Hello Ruby – Almost there - yorak
http://blog.helloruby.com/post/123541664623/almost-there
======
pluma
I'm not sure whether Ruby is a good intro to programming.

It doesn't have first-level functions, instead it has blocks (which can take
parameters to serve the same use as functions but aren't). What would
syntactically be a reference to a method in other languages instead invokes
the method with no arguments. It doesn't have namespaced imports, instead its
imports effectively behave like includes (i.e. the "dump truck" approach to
imports). I could go on.

Ruby isn't widely used in practice (although its users tend to be vocal and
particularly prevalent in the web startup scene). Installing it requires some
amount of care and technical knowledge (don't even bother installing it with a
Linux package manager -- you're almost guaranteed to end up with the "wrong
version" of ruby and rubygems).

I understand that Ruby programmers tend to be very emotionally invested in
their programming language and that this book is probably written for Ruby
programmers looking to teach their kids programming (using their favourite
programming language) but it would be nice if there were well-written books
aimed at a more general audience.

I'm not sure what the "best" first programming language is. JS has its merits
-- it's becoming increasingly important, can be used throughout the entire
stack of a web application and all you need to try it out is a modern web
browser.
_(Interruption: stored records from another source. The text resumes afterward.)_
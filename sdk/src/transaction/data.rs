//! The seam between the generic transaction machinery and concrete kinds.

use std::fmt::Debug;

use super::chunk::{ChunkData, ChunkInfo};
use crate::entity::EntityId;
use crate::error::Result;
use crate::proto::services;

/// What a transaction kind has to provide.
///
/// The builder, freezer and execution engine only ever talk to a kind
/// through this trait: they never look at concrete payload types.
pub trait TransactionData: Clone + Debug + Send + Sync + 'static {
    /// RPC method the kind is submitted through.
    fn method(&self) -> &'static str;

    /// The payload that gets split across chunks, for chunked kinds.
    fn chunk_data(&self) -> Option<&ChunkData> {
        None
    }

    /// Entity IDs whose checksums are checked before submission.
    fn entity_ids(&self) -> Vec<EntityId> {
        Vec::new()
    }

    /// Kind-specific checks run at freeze time.
    fn validate(&self) -> Result<()> {
        Ok(())
    }

    /// The kind's part of the body for one chunk.
    fn to_body_data(&self, chunk: &ChunkInfo) -> services::transaction_body::Data;

    /// Rebuilds the kind from the body data of every chunk, in chain order.
    fn from_body_data(chunks: Vec<services::transaction_body::Data>) -> Result<Self>;

    /// Number of chunks the payload needs.
    fn chunk_count(&self) -> Result<usize> {
        self.chunk_data().map_or(Ok(1), ChunkData::checked_chunks)
    }
}
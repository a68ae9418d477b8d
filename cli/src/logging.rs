//! # Structured Logging
//!
//! Initializes the `tracing` subscriber with a configurable format (JSON or
//! pretty-printed) and environment-based filtering via `RUST_LOG`.
//!
//! All log output is written to stderr so that stdout carries only command
//! output, which keeps `hiero --json ... | jq` usable with logging on.

use clap::ValueEnum;
use tracing_subscriber::{fmt, layer::SubscriberExt, util::SubscriberInitExt, EnvFilter};

/// Log output format.
#[derive(Debug, Clone, Copy, PartialEq, Eq, ValueEnum)]
pub enum LogFormat {
    /// Human-readable, colored output.
    Pretty,
    /// Machine-parseable JSON lines.
    Json,
}

/// The filter used when `RUST_LOG` is unset: `level` for this binary and
/// the SDK, nothing from dependencies.
pub fn default_directive(level: &str) -> String {
    format!("hiero={level},hiero_sdk={level}")
}

/// Initialize the global tracing subscriber.
///
/// Call this exactly once, early in `main()`. Subsequent calls will panic.
///
/// # Environment
///
/// `RUST_LOG` overrides `level` when set, e.g.:
///
/// ```text
/// RUST_LOG=hiero_sdk=debug hiero config client.json
/// ```
pub fn init_logging(level: &str, format: LogFormat) {
    let env_filter = EnvFilter::try_from_default_env()
        .unwrap_or_else(|_| EnvFilter::new(default_directive(level)));

    match format {
        LogFormat::Pretty => {
            tracing_subscriber::registry()
                .with(env_filter)
                .with(
                    fmt::layer()
                        .with_writer(std::io::stderr)
                        .with_target(true)
                        .with_file(true)
                        .with_line_number(true),
                )
                .init();
        }
        LogFormat::Json => {
            tracing_subscriber::registry()
                .with(env_filter)
                .with(fmt::layer().json().with_writer(std::io::stderr).with_target(true))
                .init();
        }
    }

    tracing::debug!(?format, "logging initialized");
}
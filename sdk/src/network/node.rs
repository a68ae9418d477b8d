//! # Consensus Node Records
//!
//! One [`NodeRecord`] per node the client may submit to. The record owns the
//! node's addresses and its health: how many times in a row it has failed,
//! how long it is backed off for, and whether it has been pulled from
//! rotation entirely.
//!
//! ```text
//!            success                     failure (n < max)
//!   Healthy ◄──────────── Backing off ◄────────────────── Healthy
//!      ▲                      │ failure (n == max)
//!      │   health-check       ▼
//!      └──── interval ─── Excluded
//! ```
//!
//! Health lives behind a per-node `parking_lot::Mutex`. Many executions may
//! pick and penalize the same node at once; each update is a short critical
//! section and never held across an `.await`.

use parking_lot::Mutex;
use tokio::time::{Duration, Instant};
use tracing::{debug, info, warn};

use super::endpoint::Endpoint;
use crate::config::BackoffConfig;
use crate::entity::AccountId;

#[derive(Debug, Clone, Default)]
struct Health {
    consecutive_failures: u32,
    current_backoff: Duration,
    backoff_until: Option<Instant>,
    excluded_until: Option<Instant>,
    last_used: Option<Instant>,
}

/// A point-in-time copy of a node's health.
#[derive(Debug, Clone, Copy, PartialEq, Eq)]
pub struct HealthSnapshot {
    pub consecutive_failures: u32,
    pub current_backoff: Duration,
    pub backoff_until: Option<Instant>,
    pub excluded_until: Option<Instant>,
    pub last_used: Option<Instant>,
}

#[derive(Debug)]
pub struct NodeRecord {
    account_id: AccountId,
    addresses: Vec<Endpoint>,
    health: Mutex<Health>,
}

impl NodeRecord {
    pub fn new(account_id: AccountId, addresses: Vec<Endpoint>) -> Self {
        Self {
            account_id,
            addresses,
            health: Mutex::new(Health::default()),
        }
    }

    pub fn account_id(&self) -> AccountId {
        self.account_id
    }

    pub fn addresses(&self) -> &[Endpoint] {
        &self.addresses
    }

    /// The address for the `attempt`-th call, rotating through every known
    /// address of the node.
    pub fn endpoint(&self, attempt: usize) -> Option<&Endpoint> {
        if self.addresses.is_empty() {
            return None;
        }
        self.addresses.get(attempt % self.addresses.len())
    }

    pub fn health(&self) -> HealthSnapshot {
        let h = self.health.lock();
        HealthSnapshot {
            consecutive_failures: h.consecutive_failures,
            current_backoff: h.current_backoff,
            backoff_until: h.backoff_until,
            excluded_until: h.excluded_until,
            last_used: h.last_used,
        }
    }

    /// When the node next becomes eligible. `None` means now.
    pub fn available_at(&self, now: Instant) -> Option<Instant> {
        let h = self.health.lock();
        [h.backoff_until, h.excluded_until]
            .into_iter()
            .flatten()
            .filter(|at| *at > now)
            .max()
    }

    pub fn is_available(&self, now: Instant) -> bool {
        self.available_at(now).is_none()
    }

    pub(crate) fn mark_used(&self, now: Instant) {
        self.health.lock().last_used = Some(now);
    }

    /// A call to this node completed. Resets backoff to the floor.
    pub(crate) fn mark_healthy(&self, config: &BackoffConfig) {
        let mut h = self.health.lock();
        if h.consecutive_failures > 0 || h.excluded_until.is_some() {
            info!(node = %self.account_id, "node recovered");
        }
        h.consecutive_failures = 0;
        h.current_backoff = config.node_min_backoff;
        h.backoff_until = None;
        h.excluded_until = None;
    }

    /// The node could not be reached. Doubles its backoff and pulls it from
    /// rotation once it has failed `max_node_failures` times in a row.
    pub(crate) fn mark_unhealthy(&self, config: &BackoffConfig, now: Instant) {
        let mut h = self.health.lock();
        h.consecutive_failures = h.consecutive_failures.saturating_add(1);
        h.current_backoff = if h.consecutive_failures == 1 {
            config.node_min_backoff
        } else {
            (h.current_backoff * 2).clamp(config.node_min_backoff, config.node_max_backoff)
        };
        h.backoff_until = Some(now + h.current_backoff);

        if h.consecutive_failures >= config.max_node_failures {
            h.excluded_until = Some(now + config.health_check_interval);
            warn!(
                node = %self.account_id,
                failures = h.consecutive_failures,
                "node excluded until next health check"
            );
        } else {
            debug!(
                node = %self.account_id,
                failures = h.consecutive_failures,
                backoff = ?h.current_backoff,
                "node backing off"
            );
        }
    }

    /// The node answered but is congested. Steers selection away for one
    /// backoff floor without touching its failure count.
    pub(crate) fn mark_busy(&self, config: &BackoffConfig, now: Instant) {
        let mut h = self.health.lock();
        let until = now + config.node_min_backoff;
        h.backoff_until = Some(h.backoff_until.map_or(until, |at| at.max(until)));
    }
}
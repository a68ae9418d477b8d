//! Node addresses.

use std::fmt;
use std::str::FromStr;

use crate::error::{Error, Result};

/// A `host:port` pair a node accepts RPCs on.
#[derive(Debug, Clone, PartialEq, Eq, Hash, PartialOrd, Ord)]
pub struct Endpoint {
    pub host: String,
    pub port: u16,
}

impl Endpoint {
    pub fn new(host: impl Into<String>, port: u16) -> Self {
        Self {
            host: host.into(),
            port,
        }
    }
}

impl fmt::Display for Endpoint {
    fn fmt(&self, f: &mut fmt::Formatter<'_>) -> fmt::Result {
        write!(f, "{}:{}", self.host, self.port)
    }
}

impl FromStr for Endpoint {
    type Err = Error;

    fn from_str(s: &str) -> Result<Self> {
        let bad = || Error::parse(format!("expected `<host>:<port>`, got `{s}`"));
        let (host, port) = s.rsplit_once(':').ok_or_else(bad)?;
        if host.is_empty() || host.contains(char::is_whitespace) {
            return Err(bad());
        }
        Ok(Self::new(host, port.parse().map_err(|_| bad())?))
    }
}
//! Error types for the SDK.
//!
//! Every fallible operation in the crate returns [`Error`]. The variants map
//! one-to-one onto how the failure is handled: local validation errors are
//! reported before anything touches the network, transport errors stay
//! inside the execution engine until its budget runs out, and network-side
//! verdicts come back carrying their status code.

use std::time::Duration;

use thiserror::Error;

use crate::hbar::Hbar;
use crate::network::TransportError;
use crate::status::Status;
use crate::transaction::TransactionId;

/// Crate-wide result alias.
pub type Result<T> = std::result::Result<T, Error>;

/// Errors returned by the SDK.
#[derive(Debug, Error)]
pub enum Error {
    /// Malformed textual input: entity ID, key, mnemonic, amount.
    #[error("failed to parse: {0}")]
    Parse(String),

    /// An entity ID's checksum does not belong to the ledger being used.
    #[error("checksum mismatch for `{id}`: expected `{expected}`, found `{present}`")]
    ChecksumMismatch {
        /// The entity ID, without its checksum.
        id: String,
        /// Checksum computed for the configured ledger.
        expected: String,
        /// Checksum carried by the ID.
        present: String,
    },

    /// Bytes from the network (or handed to `from_bytes`) are not a valid
    /// encoding of the expected message.
    #[error("failed to decode protobuf: {0}")]
    Decode(String),

    /// An operation was invoked in a state that forbids it.
    #[error("illegal state: {0}")]
    IllegalState(String),

    /// The payload cannot be split into the allowed number of chunks.
    #[error("payload needs {required} chunks but at most {max} are allowed")]
    MaxChunksExceeded {
        /// Chunks the payload would need.
        required: usize,
        /// Configured chunk ceiling.
        max: usize,
    },

    /// The transport could not complete a call.
    #[error(transparent)]
    Transport(#[from] TransportError),

    /// The network answered with a definitive rejection.
    #[error("{} rejected with status {status:?}", describe_subject(.transaction_id))]
    Rejected {
        status: Status,
        /// Set when the rejected request was a transaction.
        transaction_id: Option<TransactionId>,
    },

    /// A receipt came back with a non-success status and status validation
    /// was requested.
    #[error("receipt for transaction `{transaction_id}` contained error status {status:?}")]
    ReceiptStatus {
        status: Status,
        transaction_id: TransactionId,
    },

    /// The retry budget ran out while the request was still retryable.
    #[error("exceeded {attempts} attempts; last error: {last}")]
    MaxAttemptsExceeded {
        attempts: usize,
        last: Box<Error>,
    },

    /// The execution deadline passed.
    #[error("timed out after {elapsed:?}{}", describe_last(.last))]
    Timeout {
        elapsed: Duration,
        last: Option<Box<Error>>,
    },

    /// The caller cancelled the execution.
    #[error("execution cancelled")]
    Cancelled,

    /// The client has no nodes (or none of the requested ones) to dispatch to.
    #[error("no nodes available: {0}")]
    NoNodes(String),

    /// The operation requires an operator account and key.
    #[error("no operator configured on the client")]
    NoOperator,

    /// A signature failed verification or could not be attached.
    #[error("signature error: {0}")]
    Signature(String),

    /// Key derivation failed (invalid child index or curve limitation).
    #[error("key derivation failed: {0}")]
    KeyDerive(String),

    /// A paid query would cost more than the configured ceiling.
    #[error("query cost {cost} exceeds max query payment {max}")]
    MaxQueryPaymentExceeded { cost: Hbar, max: Hbar },

    /// The client configuration is invalid.
    #[error("invalid configuration: {0}")]
    Config(String),
}

impl Error {
    pub(crate) fn parse(msg: impl Into<String>) -> Self {
        Self::Parse(msg.into())
    }

    pub(crate) fn decode(msg: impl Into<String>) -> Self {
        Self::Decode(msg.into())
    }

    pub(crate) fn illegal_state(msg: impl Into<String>) -> Self {
        Self::IllegalState(msg.into())
    }

    /// The last underlying cause, for budget-exhaustion errors.
    pub fn last_cause(&self) -> Option<&Error> {
        match self {
            Self::MaxAttemptsExceeded { last, .. } => Some(last),
            Self::Timeout { last, .. } => last.as_deref(),
            _ => None,
        }
    }
}

impl From<prost::DecodeError> for Error {
    fn from(err: prost::DecodeError) -> Self {
        Self::Decode(err.to_string())
    }
}

fn describe_subject(transaction_id: &Option<TransactionId>) -> String {
    match transaction_id {
        Some(id) => format!("transaction `{id}`"),
        None => "query".to_string(),
    }
}

fn describe_last(last: &Option<Box<Error>>) -> String {
    match last {
        Some(err) => format!("; last error: {err}"),
        None => String::new(),
    }
}
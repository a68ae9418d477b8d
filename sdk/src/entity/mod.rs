//! # Entity Identity
//!
//! Addresses for ledger-resident resources and the checksum scheme that
//! ties an address to the ledger it was minted on.
//!
//! ```text
//! ledger.rs    — LedgerId: mainnet / testnet / previewnet / custom bytes
//! checksum.rs  — the five-letter weighted digest
//! id.rs        — EntityId and the typed AccountId / FileId / TopicId
//! ```
//!
//! Checksums are validated lazily: an ID can be parsed long before the SDK
//! knows which network it will be used against, so the check happens when a
//! client first executes something that references it.

pub mod checksum;
pub mod id;
pub mod ledger;

pub use checksum::Checksum;
pub use id::{AccountId, EntityId, FileId, TopicId};
pub use ledger::LedgerId;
Python is a lot more straightforward to learn and has consistent and
mostly unsurprising concepts that are generally very compatible with more
mainstream languages (plus it was intentionally based on a language developed
for beginners). If market use were the main concern you could probably argue
for Java or C# (although I think starting with a class-based language locks
you into the wrong mental model).

In any case, I don't think Ruby is the best choice, even with its quirky
community lore and the general emphasis on "play" and expressing yourself in
code (although this seems to have died down a bit as the community matures).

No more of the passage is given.